+++ Source data +++
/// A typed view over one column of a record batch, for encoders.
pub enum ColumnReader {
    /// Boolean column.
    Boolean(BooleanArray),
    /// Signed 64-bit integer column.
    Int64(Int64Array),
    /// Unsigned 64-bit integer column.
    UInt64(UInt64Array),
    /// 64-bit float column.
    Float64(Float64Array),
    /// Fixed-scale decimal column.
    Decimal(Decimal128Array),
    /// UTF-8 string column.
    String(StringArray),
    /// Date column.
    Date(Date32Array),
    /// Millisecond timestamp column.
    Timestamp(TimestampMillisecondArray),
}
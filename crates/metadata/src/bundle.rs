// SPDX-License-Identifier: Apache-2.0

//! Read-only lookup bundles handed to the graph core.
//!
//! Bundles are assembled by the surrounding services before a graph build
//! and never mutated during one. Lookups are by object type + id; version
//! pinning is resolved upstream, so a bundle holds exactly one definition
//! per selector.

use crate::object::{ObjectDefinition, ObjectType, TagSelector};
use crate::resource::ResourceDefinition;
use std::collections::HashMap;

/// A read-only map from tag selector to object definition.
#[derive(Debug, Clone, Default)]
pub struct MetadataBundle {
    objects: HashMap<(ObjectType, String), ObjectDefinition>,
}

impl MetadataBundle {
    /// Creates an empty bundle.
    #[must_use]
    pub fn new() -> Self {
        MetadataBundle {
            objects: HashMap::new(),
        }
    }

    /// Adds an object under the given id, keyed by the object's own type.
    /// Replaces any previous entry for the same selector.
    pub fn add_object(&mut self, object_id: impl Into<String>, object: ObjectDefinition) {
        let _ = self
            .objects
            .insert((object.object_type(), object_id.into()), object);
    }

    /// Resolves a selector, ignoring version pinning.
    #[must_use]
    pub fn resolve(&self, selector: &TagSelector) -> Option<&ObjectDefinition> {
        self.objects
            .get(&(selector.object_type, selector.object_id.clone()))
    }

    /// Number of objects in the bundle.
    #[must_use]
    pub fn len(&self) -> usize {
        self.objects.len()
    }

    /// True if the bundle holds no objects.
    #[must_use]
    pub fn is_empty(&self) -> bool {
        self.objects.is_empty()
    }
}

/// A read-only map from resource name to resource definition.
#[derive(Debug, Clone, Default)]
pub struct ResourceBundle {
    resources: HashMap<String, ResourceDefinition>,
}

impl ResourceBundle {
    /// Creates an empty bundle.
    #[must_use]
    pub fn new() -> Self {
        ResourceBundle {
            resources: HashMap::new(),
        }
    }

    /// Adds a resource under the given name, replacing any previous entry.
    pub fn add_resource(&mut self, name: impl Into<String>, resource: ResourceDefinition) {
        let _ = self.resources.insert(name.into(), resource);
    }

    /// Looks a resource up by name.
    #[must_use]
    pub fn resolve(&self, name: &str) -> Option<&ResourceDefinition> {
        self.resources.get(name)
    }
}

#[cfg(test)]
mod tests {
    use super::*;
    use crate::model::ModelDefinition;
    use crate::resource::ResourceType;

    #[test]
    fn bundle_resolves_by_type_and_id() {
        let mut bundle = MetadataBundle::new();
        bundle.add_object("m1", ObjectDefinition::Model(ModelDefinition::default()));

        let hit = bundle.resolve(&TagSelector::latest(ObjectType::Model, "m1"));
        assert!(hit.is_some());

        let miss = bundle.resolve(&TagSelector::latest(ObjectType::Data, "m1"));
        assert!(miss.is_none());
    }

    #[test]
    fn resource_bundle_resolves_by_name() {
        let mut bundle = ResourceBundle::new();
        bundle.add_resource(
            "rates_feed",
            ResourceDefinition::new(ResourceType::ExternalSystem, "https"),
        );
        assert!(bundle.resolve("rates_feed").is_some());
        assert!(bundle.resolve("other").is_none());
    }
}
+++
+++ Source data +++
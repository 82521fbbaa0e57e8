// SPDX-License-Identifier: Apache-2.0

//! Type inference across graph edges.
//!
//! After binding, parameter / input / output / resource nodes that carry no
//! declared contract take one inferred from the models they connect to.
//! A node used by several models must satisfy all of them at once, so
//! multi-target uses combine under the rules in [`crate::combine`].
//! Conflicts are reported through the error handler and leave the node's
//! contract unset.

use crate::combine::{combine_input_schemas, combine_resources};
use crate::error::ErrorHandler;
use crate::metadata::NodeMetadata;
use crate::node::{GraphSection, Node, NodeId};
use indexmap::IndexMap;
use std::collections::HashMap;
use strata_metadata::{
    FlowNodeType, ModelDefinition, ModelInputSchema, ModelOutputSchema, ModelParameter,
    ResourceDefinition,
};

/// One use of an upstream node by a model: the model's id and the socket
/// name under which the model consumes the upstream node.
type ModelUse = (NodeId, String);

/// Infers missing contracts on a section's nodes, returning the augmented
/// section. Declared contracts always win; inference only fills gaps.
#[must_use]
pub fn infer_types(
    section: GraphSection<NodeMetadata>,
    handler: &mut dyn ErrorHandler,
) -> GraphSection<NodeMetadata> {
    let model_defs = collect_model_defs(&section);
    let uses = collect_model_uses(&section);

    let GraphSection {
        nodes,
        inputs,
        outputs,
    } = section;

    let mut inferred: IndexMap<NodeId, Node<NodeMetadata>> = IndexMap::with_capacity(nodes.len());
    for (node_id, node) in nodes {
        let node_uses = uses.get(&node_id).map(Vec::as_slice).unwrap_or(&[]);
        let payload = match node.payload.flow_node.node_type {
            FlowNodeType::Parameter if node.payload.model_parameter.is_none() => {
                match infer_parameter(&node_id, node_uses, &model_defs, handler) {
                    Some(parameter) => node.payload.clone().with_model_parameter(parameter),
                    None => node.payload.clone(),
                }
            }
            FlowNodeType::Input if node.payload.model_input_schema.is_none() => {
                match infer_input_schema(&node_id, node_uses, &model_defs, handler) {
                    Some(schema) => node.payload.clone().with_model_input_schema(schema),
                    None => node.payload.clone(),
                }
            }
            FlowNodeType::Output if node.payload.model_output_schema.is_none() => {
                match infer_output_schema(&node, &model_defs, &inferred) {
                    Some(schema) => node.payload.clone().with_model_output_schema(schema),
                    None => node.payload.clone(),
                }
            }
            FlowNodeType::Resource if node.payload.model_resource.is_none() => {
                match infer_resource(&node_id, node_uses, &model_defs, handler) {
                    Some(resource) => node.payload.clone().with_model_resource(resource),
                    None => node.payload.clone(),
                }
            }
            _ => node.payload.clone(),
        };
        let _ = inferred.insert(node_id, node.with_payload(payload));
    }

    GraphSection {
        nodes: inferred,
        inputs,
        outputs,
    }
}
+++
▸ **Aim of the exercise**
Work out the number of lines in the listing above that hold the word "ResourceBundle". Write that number by itself.

▸ **Answer to this task**
4